Lessons for life

The Boy in the Bubble: Education as Personal Relationship

It was once a mantra of Irish nationalism: ‘Educated that you may be free’. But even if Thomas Davis envisaged a slightly different kind of freedom in some respects, that notion of freedom lies at the heart of education.

For education gives people the freedom to enter into life fully through enriched opportunities to know themselves, to know others, and even to know God. God is not encountered a group experience but as a personal relationship.

Yet everyone would agree with Mark Patrick Hederman that education is in crisis. The call is for more “relevant” education, to train people to the benefit to business, as if business was co-extensive with society; as if people did work to live, but lived to work. The truth is that business wishes the people as a whole to undertake and pay for what is not properly their task.

Creativity

Hederman’s book consists as is so often the case these days of a set of occasional essays. It is not entirely an organic whole, but the dominant idea is that the unconscious elements of our brains have to be recognised and that the solution is to development the creativity of the child. I have grave doubts about what passes as ‘creativity’ today.

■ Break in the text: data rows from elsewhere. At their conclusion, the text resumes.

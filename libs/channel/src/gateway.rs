use std::collections::HashMap;
use std::sync::atomic::{AtomicU64, Ordering};
use std::sync::Arc;

use parking_lot::Mutex;
use tether_fabric::codec::Codec;
use tether_fabric::transport::{Transport, TransportListener};
use tracing::{debug, info};

use crate::binding::BoundType;
use crate::channel::{ChannelCore, Role};
use crate::driver::{spawn_channel, AcceptHook, ChannelOptions, Handshake};
use crate::envelope::Hello;
use crate::error::{Error, Result};
use crate::handle::ChannelHandle;
use crate::payload::Payload;
use crate::runtime::ActorHandle;

/// An actor and the interfaces to bind it with
pub type Binding<P> = (ActorHandle<P>, Vec<BoundType<<P as Payload>::Interface>>);

type InitialActors<P> = Arc<dyn Fn(&ChannelHandle<P>) -> Vec<Binding<P>> + Send + Sync>;

type TokenActor<P> = Box<dyn FnOnce(&ChannelHandle<P>) -> Binding<P> + Send>;

/// Accepts connections and runs one server channel per connection
pub struct Gateway<P: Payload, C> {
    codec: C,
    options: ChannelOptions,
    initial_actors: Option<InitialActors<P>>,
    tokens: Arc<Mutex<HashMap<String, TokenActor<P>>>>,
    accepted: AtomicU64,
}

impl<P, C> Gateway<P, C>
where
    P: Payload,
    C: Codec + Clone + 'static,
{
    pub fn new(codec: C) -> Self {
        Self {
            codec,
            options: ChannelOptions {
                name: "gateway".to_string(),
                ..ChannelOptions::default()
            },
            initial_actors: None,
            tokens: Arc::new(Mutex::new(HashMap::new())),
            accepted: AtomicU64::new(0),
        }
    }

    /// Options for every accepted channel; the name gets a sequence suffix
    pub fn with_options(mut self, options: ChannelOptions) -> Self {
        self.options = options;
        self
    }

    /// Actors to bind on every new channel, in order, after any token actor
    ///
    /// `make` runs once per channel, before it opens, with that channel's
    /// handle so the actors can be spawned on it.
    pub fn with_initial_actors<F>(mut self, make: F) -> Self
    where
        F: Fn(&ChannelHandle<P>) -> Vec<Binding<P>> + Send + Sync + 'static,
    {
        self.initial_actors = Some(Arc::new(make));
        self
    }

    /// Reserve an actor for the first client whose hello carries `token`
    ///
    /// `make` runs once, on the channel that presents the token, so the
    /// actor can be spawned on that channel's handle. It is bound at id 1,
    /// ahead of the initial actors. Registering the same token again
    /// replaces the earlier factory.
    pub fn register_token<F>(&self, token: impl Into<String>, make: F)
    where
        F: FnOnce(&ChannelHandle<P>) -> Binding<P> + Send + 'static,
    {
        self.tokens.lock().insert(token.into(), Box::new(make));
    }

    /// Tokens registered and not yet used
    pub fn pending_tokens(&self) -> usize {
        self.tokens.lock().len()
    }

    /// Run a server channel over an accepted transport
    pub fn accept(&self, transport: impl Transport + 'static) -> ChannelHandle<P> {
        let sequence = self.accepted.fetch_add(1, Ordering::Relaxed) + 1;
        let options = ChannelOptions {
            name: format!("{}-{}", self.options.name, sequence),
            ..self.options.clone()
        };
        let transport: Box<dyn Transport> = Box::new(transport);
        spawn_channel(
            Box::pin(async move { Ok::<_, tether_fabric::Error>(transport) }),
            self.codec.clone(),
            Role::Server,
            Handshake::Accept(self.accept_hook()),
            options,
            None,
        )
    }

    fn accept_hook(&self) -> AcceptHook<P> {
        let tokens = self.tokens.clone();
        let initial_actors = self.initial_actors.clone();
        Box::new(move |hello: Hello, core: &mut ChannelCore<P>| {
            if let Some(token) = hello.token {
                let make = tokens
                    .lock()
                    .remove(&token)
                    .ok_or_else(|| Error::Rejected("unknown connect token".to_string()))?;
                let handle = core.handle().clone();
                let (actor, types) = make(&handle);
                let actor_id = core.bind(actor, types)?;
                debug!(actor_id, "token actor bound");
            }
            if let Some(make) = initial_actors {
                let handle = core.handle().clone();
                for (actor, types) in make(&handle) {
                    core.bind(actor, types)?;
                }
            }
            Ok(())
        })
    }

    /// Accept until the listener fails, spawning a channel per connection
    pub async fn serve<L: TransportListener>(&self, listener: &L) -> Result<()> {
        loop {
            match listener.accept().await {
                Ok(transport) => {
                    let channel = self.accept(transport);
                    debug!(?channel, "connection accepted");
                }
                Err(error) => {
                    info!(%error, "listener stopped");
                    return Err(error.into());
                }
            }
        }
    }
}
use crate::error::{Error, Result};

/// Identifies a bound actor within one channel. 0 means "no target".
pub type ActorId = u32;

/// Pairs a request with its response. 0 means "no reply expected".
pub type RequestId = u32;

/// Identifies a client-side notification sink.
pub type ObserverId = u32;

/// Caller-chosen id of a single notification.
pub type NotificationId = u32;

/// Override value stamped into tag-overridable payloads.
pub type Tag = u64;

/// Monotonic id source owned by a single table
///
/// Hands out 1, 2, 3, ... and never reuses a value. 0 is reserved and is
/// never produced.
#[derive(Debug)]
pub struct IdAllocator {
    kind: &'static str,
    next: u32,
}

impl IdAllocator {
    pub fn new(kind: &'static str) -> Self {
        Self { kind, next: 1 }
    }

    pub fn next_id(&mut self) -> Result<u32> {
        if self.next == 0 {
            return Err(Error::IdSpaceExhausted(self.kind));
        }
        let id = self.next;
        // wraps to 0 after u32::MAX, which marks the space as spent
        self.next = self.next.wrapping_add(1);
        Ok(id)
    }
}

It is significant I think that he draws on Alan McGlashan’s Beautiful and Savage Country, but nowhere refers to Liam Hudson equally significant book Contrary Imaginations. In that book Hudson shows that the artist and the scientist have in fact different forms of imagination, that true science was as creative as art or literature. His theme was that here is not a ‘one size fits all’ form of education. The needs of the individual have to be recognised.

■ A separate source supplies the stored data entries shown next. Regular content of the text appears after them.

impl Shared {
    fn is_down(&self) -> bool {
        *self.down.borrow()
    }

    fn mark_down(&self) {
        self.down.send_replace(true);
        self.drained.notify_waiters();
    }

    fn heard(&self) {
        *self.last_heard.lock() = Instant::now();
    }

    fn is_silent(&self, now: Instant) -> bool {
        self.config.idle_timeout_ms != 0
            && now.duration_since(*self.last_heard.lock())
                >= Duration::from_millis(self.config.idle_timeout_ms)
    }

    /// Build a data datagram, registering it for resends when reliable
    fn frame(&self, body: &[u8], delivery: Delivery) -> Result<Vec<u8>> {
        if body.len() > self.config.max_datagram_size {
            return Err(Error::InvalidFrame(format!(
                "Message too large: {} bytes (max {})",
                body.len(),
                self.config.max_datagram_size
            )));
        }

        let mut state = self.state.lock();
        let seq = match delivery {
            Delivery::Unreliable => 0,
            Delivery::ReliableUnordered => {
                let seq = state.next_unordered;
                state.next_unordered = seq.wrapping_add(1);
                seq
            }
            Delivery::ReliableOrdered => {
                let seq = state.next_ordered;
                state.next_ordered = seq.wrapping_add(1);
                seq
            }
        };

        let mut datagram = Vec::with_capacity(HEADER_LEN + body.len());
        datagram.extend_from_slice(&header(KIND_DATA, delivery, seq));
        datagram.extend_from_slice(body);

        if delivery.is_reliable() {
            state.unacked.insert(
                (delivery, seq),
                Outstanding {
                    datagram: datagram.clone(),
                    sent_at: Instant::now(),
                    resends: 0,
                },
            );
        }
        Ok(datagram)
    }

    async fn send_data(&self, body: &[u8], delivery: Delivery) -> Result<()> {
        if self.is_down() {
            return Err(Error::ConnectionClosed);
        }
        let datagram = self.frame(body, delivery)?;
        self.link.send_raw(&datagram).await
    }

    fn acknowledge(&self, delivery: Delivery, seq: u32) {
        let mut state = self.state.lock();
        if state.unacked.remove(&(delivery, seq)).is_some() {
            trace!(?delivery, seq, "datagram acknowledged");
            if state.unacked.is_empty() {
                self.drained.notify_waiters();
            }
        }
    }

    /// Wait, up to the close linger, until every reliable datagram is
    /// acknowledged or the link is down
    async fn linger(&self) {
        let drained = async {
            loop {
                let notified = self.drained.notified();
                let empty = self.state.lock().unacked.is_empty();
                if empty || self.is_down() {
                    return;
                }
                notified.await;
            }
        };
        let linger = Duration::from_millis(self.config.close_linger_ms);
        if tokio::time::timeout(linger, drained).await.is_err() {
            let unacked = self.state.lock().unacked.len();
            debug!(unacked, "closing with unacknowledged datagrams");
        }
    }

    /// Sequence number for the close, taken from the ordered stream
    fn close_sequence(&self) -> u32 {
        let mut state = self.state.lock();
        let seq = state.next_ordered;
        state.next_ordered = seq.wrapping_add(1);
        seq
    }

    /// Datagrams whose resend is due, or `None` once one ran out of resends
    fn due_resends(&self, now: Instant) -> Option<Vec<Vec<u8>>> {
        let interval = Duration::from_millis(self.config.resend_interval_ms);
        let mut state = self.state.lock();
        let mut due = Vec::new();
        for outstanding in state.unacked.values_mut() {
            if now.duration_since(outstanding.sent_at) < interval {
                continue;
            }
            if outstanding.resends >= self.config.max_resends {
                return None;
            }
            outstanding.resends += 1;
            outstanding.sent_at = now;
            due.push(outstanding.datagram.clone());
        }
        Some(due)
    }

    /// Resends, keepalive pings and the idle check, on one timer
    fn spawn_resender(shared: &Arc<Shared>) {
        let weak: Weak<Shared> = Arc::downgrade(shared);
        let keepalive = Duration::from_millis(shared.config.keepalive_interval_ms);
        let interval = Duration::from_millis(shared.config.resend_interval_ms).min(keepalive);
        tokio::spawn(async move {
            let mut ticker = tokio::time::interval(interval);
            ticker.set_missed_tick_behavior(MissedTickBehavior::Delay);
            let mut last_ping = Instant::now();
            loop {
                ticker.tick().await;
                let Some(shared) = weak.upgrade() else { break };
                if shared.is_down() {
                    break;
                }
                let now = Instant::now();
                if shared.is_silent(now) {
                    warn!("nothing heard within the idle timeout, peer lost");
                    shared.mark_down();
                    break;
                }
                let Some(due) = shared.due_resends(now) else {
                    warn!("reliable datagram exceeded its resend budget, peer lost");
                    shared.mark_down();
                    break;
                };
                for datagram in due {
                    if let Err(e) = shared.link.send_raw(&datagram).await {
                        debug!(error = %e, "resend failed");
                    }
                }
                if now.duration_since(last_ping) >= keepalive {
                    last_ping = now;
                    let ping = header(KIND_PING, Delivery::Unreliable, 0);
                    if let Err(e) = shared.link.send_raw(&ping).await {
                        debug!(error = %e, "ping failed");
                    }
                }
            }
        });
    }
}

/// Something held in the ordered stream until its turn
enum Arrival {
    Data(Vec<u8>),
    Close,
}

/// Reassembly state of the receiving side
#[derive(Default)]
struct InboundState {
    unordered_seen: HashSet<u32>,
    unordered_floor: u32,
    ordered_next: u32,
    ordered_pending: BTreeMap<u32, Arrival>,
    ready: VecDeque<Vec<u8>>,
    /// The peer's close was reached; nothing after it is delivered
    closed: bool,
}

impl InboundState {
    /// Take in a data datagram. False when it was refused and must not be
    /// acknowledged.
    fn admit(&mut self, delivery: Delivery, seq: u32, body: Vec<u8>) -> bool {
        if self.closed {
            trace!(seq, "datagram after the peer's close");
            return true;
        }
        match delivery {
            Delivery::Unreliable => {
                self.ready.push_back(body);
                true
            }
            Delivery::ReliableUnordered => {
                if seq < self.unordered_floor || !self.unordered_seen.insert(seq) {
                    trace!(seq, "duplicate unordered datagram");
                    return true;
                }
                if self.unordered_seen.len() > DEDUP_WINDOW as usize {
                    self.unordered_floor = seq.saturating_sub(DEDUP_WINDOW);
                    let floor = self.unordered_floor;
                    self.unordered_seen.retain(|s| *s >= floor);
                }
                self.ready.push_back(body);
                true
            }
            Delivery::ReliableOrdered => self.admit_ordered(seq, Arrival::Data(body)),
        }
    }

    fn admit_ordered(&mut self, seq: u32, arrival: Arrival) -> bool {
        let ahead = seq.wrapping_sub(self.ordered_next);
        if ahead > u32::MAX / 2 || self.ordered_pending.contains_key(&seq) {
            trace!(seq, "duplicate ordered datagram");
            return true;
        }
        if ahead >= REORDER_WINDOW {
            trace!(seq, next = self.ordered_next, "ordered datagram beyond the reorder window");
            return false;
        }
        self.ordered_pending.insert(seq, arrival);
        while let Some(next) = self.ordered_pending.remove(&self.ordered_next) {
            self.ordered_next = self.ordered_next.wrapping_add(1);
            match next {
                Arrival::Data(body) => self.ready.push_back(body),
                Arrival::Close => {
                    self.closed = true;
                    self.ordered_pending.clear();
                }
            }
        }
        true
    }
}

Hederman goes too far, I think, towards an espousal of a simple minded form of creativity. Much of what passes as creativity in schools (and indeed in the wider world) today is actually a form of imprisonment, a restriction of choice, a failure to engage with the “contrary imaginations”.

True education

True education is something completely different:  classically speaking in all cultures it is was seen as preparation for life in the widest sense, not just job training. Yet today the idea of educating the citizen, the mature Christian, the essential person seems to have fallen off the agenda.

The author is well known not just as a writer, but also for his work as former headmaster at Glenstall, of which community he is now abbot.  One long chapter of this book is devoted to the Glenstal experience and what might be learned from it. His reflections on this crisis should be read by everyone with children, wherever or however they are being schooled.

“Our children,” he writes, “for all we know, may someday be living on the Moon, and preparing them for life on Sunnydale farm is not doing them any favours.” (Though a poor pedant like myself might wonder if he does not mean “Sunnybook Farm”, and whether he is really familiar with the actual experiences of Rebecca Randall in Kate Wiggins’ novel.)

The classics.

The purpose of education is to train the person to think and to understand. This was once achieved through a humane education based in Europe on the classics. Translating Greek was not meant to be useful in later life. It was meant to given an understanding of how language works, of how language carries thought, and how clear language cannot ever be in the service of lies.

But the lessons to be learned from reading Thucydides in the original are as illuminating today as they were in the days of the war against Sparta, a state where minds were indeed enslaved.

Ideas

As always with Mark Patrick Hederman this is a book dense with ideas, and one drawing as usual on a wide range of reading.  But the essential emphasis that the centre of education is the single person and the single teacher is one which we should cherish and support. It is an ideal very much under threat, as much from the cost-cutting state as from fearful parents anxious for the future. 

In a religious sense, however, only a truly free mind can truly come to God. So all education, so long as it focuses on the free person, retains a religious aspect even when, as now, religion seems to be in decline in schools.